Death of a Salesman at Pittsburgh Public Theater | Theater | Pittsburgh | Pittsburgh City Paper

Death of a Salesman at Pittsburgh Public Theater

Zach Grenier literally grinds himself into the earth over the course of the play

Kathleen McNenny and Zach Grenier in Death of a Salesman at Pittsburgh Public Theater
Kathleen McNenny and Zach Grenier in Death of a Salesman at Pittsburgh Public Theater
We’re never really told what Willy Loman sells, but like any salesman, he’s really selling himself.

Portraying such an archetypal character in one of the American theater’s canonical works is itself a tough sales job, yet Zach Grenier succeeds in creating a vivid and original interpretation of this man whose fate is summed up by the title of Arthur Miller’s 1949 play, Death of a Salesman (presented by Pittsburgh Public Theater).

Although we live in an era that celebrates public outrage, and seems to justify personal grievances more when they can be anchored to larger social constructs, great dramas usually focus on the problems of the individual. As Susan Sontag observed 50 years ago in an essay on Miller, “The best modern plays are those devoted to raking up private, rather than public, hells.”

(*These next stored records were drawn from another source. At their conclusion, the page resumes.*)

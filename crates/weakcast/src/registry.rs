#![forbid(unsafe_code)]

//! The listener registry: weak registration, snapshot broadcast.
//!
//! # Design
//!
//! [`ListenerRegistry`] owns an insertion-ordered vector of weak entries and
//! nothing else owns the subscribers. A single coarse mutex guards the
//! vector, the sweep scheduler, and a per-subscriber-type dispatch-table
//! cache. The lock is held only for O(n) vector/map work — never across a
//! listener callback.
//!
//! `broadcast` copies the live, capability-matching entries under the lock,
//! releases it, then invokes each callback against the copy. That snapshot
//! discipline is what makes reentrancy safe: a callback may register,
//! unregister, or broadcast on the same registry without deadlocking or
//! corrupting the in-flight iteration.
//!
//! # Invariants
//!
//! 1. Dispatch order within one broadcast is registration order among the
//!    entries that were alive and capability-matching at snapshot time.
//! 2. Registering the same subscriber twice yields two entries and two
//!    invocations per broadcast.
//! 3. A subscriber registered from inside a callback joins the next
//!    broadcast, never the in-flight one.
//! 4. No lock is held while a callback runs; a slow listener stalls only
//!    the current broadcast call.
//!
//! # Failure Modes
//!
//! - A panicking listener is caught per invocation, reported via `tracing`,
//!   and the rest of the snapshot still runs; `broadcast` returns normally.
//! - A poisoned registry lock is unreachable in practice: the bookkeeping
//!   done under the lock is panic-free and callbacks run outside it.

use std::any::{Any, TypeId, type_name};
use std::fmt;
use std::panic::{AssertUnwindSafe, catch_unwind};
use std::sync::{Arc, Mutex, MutexGuard};

use ahash::AHashMap;
use web_time::Duration;

use crate::capability::{
    AnySubscriber, Capability, CapabilityTable, DispatchFn, Subscriber, table_of,
};
use crate::entry::{WeakEntry, token_of};
use crate::sweep::{DEFAULT_SWEEP_COOLDOWN, SweepScheduler};

/// Process-wide broadcast registry for weakly-held subscribers.
///
/// Construct one per application and share it (typically behind an `Arc`);
/// there is no global instance. All operations are synchronous and safe to
/// call from multiple threads.
pub struct ListenerRegistry {
    state: Mutex<State>,
}

struct State {
    entries: Vec<WeakEntry>,
    sweep: SweepScheduler,
    /// Subscriber `TypeId` → cached dispatch table (built on first register).
    tables: AHashMap<TypeId, Arc<CapabilityTable>>,
}

impl State {
    fn table_for<S: Subscriber>(&mut self) -> Arc<CapabilityTable> {
        Arc::clone(self.tables.entry(TypeId::of::<S>()).or_insert_with(|| {
            let table = table_of::<S>();
            if table.is_empty() {
                tracing::warn!(
                    message = "subscriber declares no capabilities",
                    subscriber = type_name::<S>(),
                );
            }
            Arc::new(table)
        }))
    }

    fn sweep_dead(&mut self) {
        let before = self.entries.len();
        self.entries.retain(WeakEntry::is_alive);
        let removed = before - self.entries.len();
        if removed > 0 {
            tracing::trace!(
                message = "registry.sweep",
                removed,
                remaining = self.entries.len(),
            );
        }
    }
}

impl ListenerRegistry {
    /// Registry with the default 30-second sweep cooldown.
    #[must_use]
    pub fn new() -> Self {
        Self::with_sweep_cooldown(DEFAULT_SWEEP_COOLDOWN)
    }

    /// Registry with a custom sweep cooldown.
    #[must_use]
    pub fn with_sweep_cooldown(cooldown: Duration) -> Self {
        Self::with_sweep_scheduler(SweepScheduler::new(cooldown))
    }

    /// Registry driven by an explicit scheduler (lab clocks for tests).
    #[must_use]
    pub fn with_sweep_scheduler(sweep: SweepScheduler) -> Self {
        Self {
            state: Mutex::new(State {
                entries: Vec::new(),
                sweep,
                tables: AHashMap::new(),
            }),
        }
    }

    /// Appends a weak entry for `subscriber`.
    ///
    /// The subscriber will receive future broadcasts for every capability it
    /// declares; no ordering is guaranteed relative to broadcasts already in
    /// flight. Registering twice is allowed and yields two invocations per
    /// broadcast. Registration does not keep the subscriber alive.
    pub fn register<S: Subscriber>(&self, subscriber: &Arc<S>) {
        let mut state = self.lock();
        let table = state.table_for::<S>();
        state.entries.push(WeakEntry::new(subscriber, table));
        tracing::trace!(
            message = "registry.register",
            subscriber = type_name::<S>(),
            entries = state.entries.len(),
        );
        if state.sweep.should_sweep(false) {
            state.sweep_dead();
        }
    }

    /// Removes every entry that matches `subscriber` by identity, plus any
    /// entry that is already dead.
    ///
    /// Counts as a forced sweep. Idempotent; accepts unsized handles, so an
    /// `Arc<dyn …>` alias of the registered `Arc<Concrete>` matches.
    pub fn unregister<S: ?Sized>(&self, subscriber: &Arc<S>) {
        let token = token_of(subscriber);
        let mut state = self.lock();
        let before = state.entries.len();
        state
            .entries
            .retain(|entry| entry.is_alive() && !entry.matches(token));
        let _ = state.sweep.should_sweep(true);
        tracing::trace!(
            message = "registry.unregister",
            removed = before - state.entries.len(),
            remaining = state.entries.len(),
        );
    }

    /// Snapshot of the live subscribers declaring capability `C`, in
    /// registration order.
    ///
    /// Pure query: invokes nothing. The returned strong references keep the
    /// subscribers alive only as long as the caller holds the vector.
    #[must_use]
    pub fn get_live<C: Capability>(&self) -> Vec<Arc<AnySubscriber>> {
        let capability = TypeId::of::<C>();
        let mut state = self.lock();
        if state.sweep.should_sweep(false) {
            state.sweep_dead();
        }
        state
            .entries
            .iter()
            .filter(|entry| entry.supports(capability))
            .filter_map(WeakEntry::target)
            .collect()
    }

    /// Invokes the `C` callback of every live subscriber declaring `C`,
    /// passing `payload` to each, in registration order.
    ///
    /// The subscriber set is snapshotted under the lock and the callbacks
    /// run outside it, so callbacks may re-enter the registry. A panicking
    /// listener is logged and does not stop the rest of the snapshot; this
    /// method always returns normally.
    pub fn broadcast<C: Capability>(&self, payload: &C::Payload) {
        let capability = TypeId::of::<C>();
        let snapshot: Vec<(Arc<AnySubscriber>, DispatchFn)> = {
            let state = self.lock();
            state
                .entries
                .iter()
                .filter_map(|entry| {
                    let dispatch = entry.dispatch_for(capability)?;
                    Some((entry.target()?, dispatch))
                })
                .collect()
        };
        tracing::trace!(
            message = "registry.broadcast",
            capability = type_name::<C>(),
            listeners = snapshot.len(),
        );

        let erased: &AnySubscriber = payload;
        for (target, dispatch) in &snapshot {
            if let Err(panic) = catch_unwind(AssertUnwindSafe(|| dispatch(target.as_ref(), erased)))
            {
                tracing::error!(
                    message = "listener panicked during broadcast",
                    capability = type_name::<C>(),
                    panic = %panic_message(panic.as_ref()),
                );
            }
        }
    }

    /// Zero-argument broadcast for capabilities with `Payload = ()`.
    pub fn notify<C: Capability<Payload = ()>>(&self) {
        self.broadcast::<C>(&());
    }

    /// Drops every entry. For explicit shutdown and test isolation; live
    /// subscribers themselves are unaffected.
    pub fn clear(&self) {
        self.lock().entries.clear();
    }

    /// Number of entries currently held, dead ones included until the next
    /// sweep. Diagnostic only.
    #[must_use]
    pub fn entry_count(&self) -> usize {
        self.lock().entries.len()
    }

    fn lock(&self) -> MutexGuard<'_, State> {
        self.state.lock().expect("registry lock")
    }
}

impl Default for ListenerRegistry {
    fn default() -> Self {
        Self::new()
    }
}

impl fmt::Debug for ListenerRegistry {
    fn fmt(&self, f: &mut fmt::Formatter<'_>) -> fmt::Result {
        f.debug_struct("ListenerRegistry")
            .field("entries", &self.entry_count())
            .finish()
    }
}

/// Best-effort text of a caught panic payload.
fn panic_message(payload: &(dyn Any + Send)) -> String {
    if let Some(msg) = payload.downcast_ref::<&'static str>() {
        (*msg).to_string()
    } else if let Some(msg) = payload.downcast_ref::<String>() {
        msg.clone()
    } else {
        "unknown panic".to_string()
    }
}

// ---------------------------------------------------------------------------
// Tests
// ---------------------------------------------------------------------------
//! E2E integration test: one shared `ListenerRegistry` under concurrent
//! broadcaster and register/unregister churn workloads.
//!
//! Validates:
//! 1. No deadlocks — broadcasts run callbacks outside the registry lock
//!    while other threads mutate the entry collection.
//! 2. Exact delivery — every persistent listener sees every broadcast
//!    exactly once, regardless of concurrent churn.
//! 3. Sweep safety — a zero cooldown makes every operation sweep, so dead
//!    churn entries are reclaimed while broadcasts are in flight.
//! 4. Order stability — after the churn settles, the live set is exactly
//!    the persistent listeners, in registration order.
//!
//! Test scenario: 4 broadcaster threads fire 250 broadcasts each while 2
//! churn threads register short-lived listeners and remove them again, half
//! by `unregister`, half by simply dropping the strong reference.

#![forbid(unsafe_code)]

use std::sync::atomic::{AtomicUsize, Ordering};
use std::sync::{Arc, Barrier};
use std::thread;
use std::time::Duration;

use weakcast::{Capability, CapabilitySet, Listen, ListenerRegistry, Subscriber};

enum Pulse {}
impl Capability for Pulse {
    type Payload = u64;
}

#[derive(Default)]
struct Counting {
    hits: AtomicUsize,
}

impl Listen<Pulse> for Counting {
    fn on_event(&self, _: &u64) {
        self.hits.fetch_add(1, Ordering::SeqCst);
    }
}

impl Subscriber for Counting {
    fn capabilities(set: &mut CapabilitySet<Self>) {
        set.declare::<Pulse>();
    }
}

const BROADCASTERS: usize = 4;
const BROADCASTS_PER_THREAD: usize = 250;
const CHURNERS: usize = 2;
const CHURN_ITERATIONS: usize = 100;

fn thin_addr<T: ?Sized>(arc: &Arc<T>) -> usize {
    Arc::as_ptr(arc) as *const () as usize
}

#[test]
fn concurrent_churn_and_broadcast() {
    let registry = Arc::new(ListenerRegistry::with_sweep_cooldown(Duration::ZERO));

    let persistent: Vec<Arc<Counting>> = (0..3).map(|_| Arc::new(Counting::default())).collect();
    for listener in &persistent {
        registry.register(listener);
    }

    let barrier = Arc::new(Barrier::new(BROADCASTERS + CHURNERS));
    let mut handles = Vec::new();

    for t in 0..BROADCASTERS {
        let registry = Arc::clone(&registry);
        let barrier = Arc::clone(&barrier);
        handles.push(thread::spawn(move || {
            barrier.wait();
            for i in 0..BROADCASTS_PER_THREAD {
                registry.broadcast::<Pulse>(&((t * BROADCASTS_PER_THREAD + i) as u64));
            }
        }));
    }

    for _ in 0..CHURNERS {
        let registry = Arc::clone(&registry);
        let barrier = Arc::clone(&barrier);
        handles.push(thread::spawn(move || {
            barrier.wait();
            for i in 0..CHURN_ITERATIONS {
                let fleeting = Arc::new(Counting::default());
                registry.register(&fleeting);
                if i % 2 == 0 {
                    registry.unregister(&fleeting);
                }
                // Odd iterations drop the only strong reference instead;
                // the zero-cooldown sweeps reclaim the dead entry.
            }
        }));
    }

    for handle in handles {
        handle.join().expect("worker thread panicked");
    }

    // Only the persistent listeners remain, in registration order.
    let live = registry.get_live::<Pulse>();
    assert_eq!(live.len(), persistent.len());
    for (got, want) in live.iter().zip(&persistent) {
        assert_eq!(thin_addr(got), thin_addr(want));
    }

    // Every broadcast reached every persistent listener exactly once.
    let expected = BROADCASTERS * BROADCASTS_PER_THREAD;
    for listener in &persistent {
        assert_eq!(listener.hits.load(Ordering::SeqCst), expected);
    }
}

#[test]
fn broadcast_while_unregistering_the_invoked_listener() {
    // A listener that unregisters itself from inside its own callback.
    struct SelfRemover {
        registry: std::sync::Mutex<Option<Arc<ListenerRegistry>>>,
        this: std::sync::Mutex<Option<Arc<SelfRemover>>>,
        hits: AtomicUsize,
    }

    impl Listen<Pulse> for SelfRemover {
        fn on_event(&self, _: &u64) {
            self.hits.fetch_add(1, Ordering::SeqCst);
            let registry = self.registry.lock().unwrap().take();
            let this = self.this.lock().unwrap().take();
            if let (Some(registry), Some(this)) = (registry, this) {
                registry.unregister(&this);
            }
        }
    }

    impl Subscriber for SelfRemover {
        fn capabilities(set: &mut CapabilitySet<Self>) {
            set.declare::<Pulse>();
        }
    }

    let registry = Arc::new(ListenerRegistry::new());
    let remover = Arc::new(SelfRemover {
        registry: std::sync::Mutex::new(Some(Arc::clone(&registry))),
        this: std::sync::Mutex::new(None),
        hits: AtomicUsize::new(0),
    });
    *remover.this.lock().unwrap() = Some(Arc::clone(&remover));
    registry.register(&remover);

    registry.broadcast::<Pulse>(&1);
    registry.broadcast::<Pulse>(&2);

    // Invoked once, then gone: no deadlock, no second delivery.
    assert_eq!(remover.hits.load(Ordering::SeqCst), 1);
    assert!(registry.get_live::<Pulse>().is_empty());
}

Grenier, an accomplished stage, film and TV actor, literally grinds himself into the earth over the course of the play, as if Willy’s growing smaller, or sinking into his own private hell.

His Willy is inebriated with failure, such that he is living more in reverie than in reality, like a man on an existential bender of despair and regret.

Director Mary B. Robinson helps the action skip around in time (reflecting the distorted temporality in Willy’s head), brilliantly intertwining decades-apart scenes like someone reliving memories from a photo album that’s been shaken all over the floor. She could give Heidegger lessons in phenomenology.

Willy’s wife Linda (played with dynamic restraint by Kathleen McNenny) picks up the pieces, and sees the bigger picture: “A small man can be just as exhausted as a great man.”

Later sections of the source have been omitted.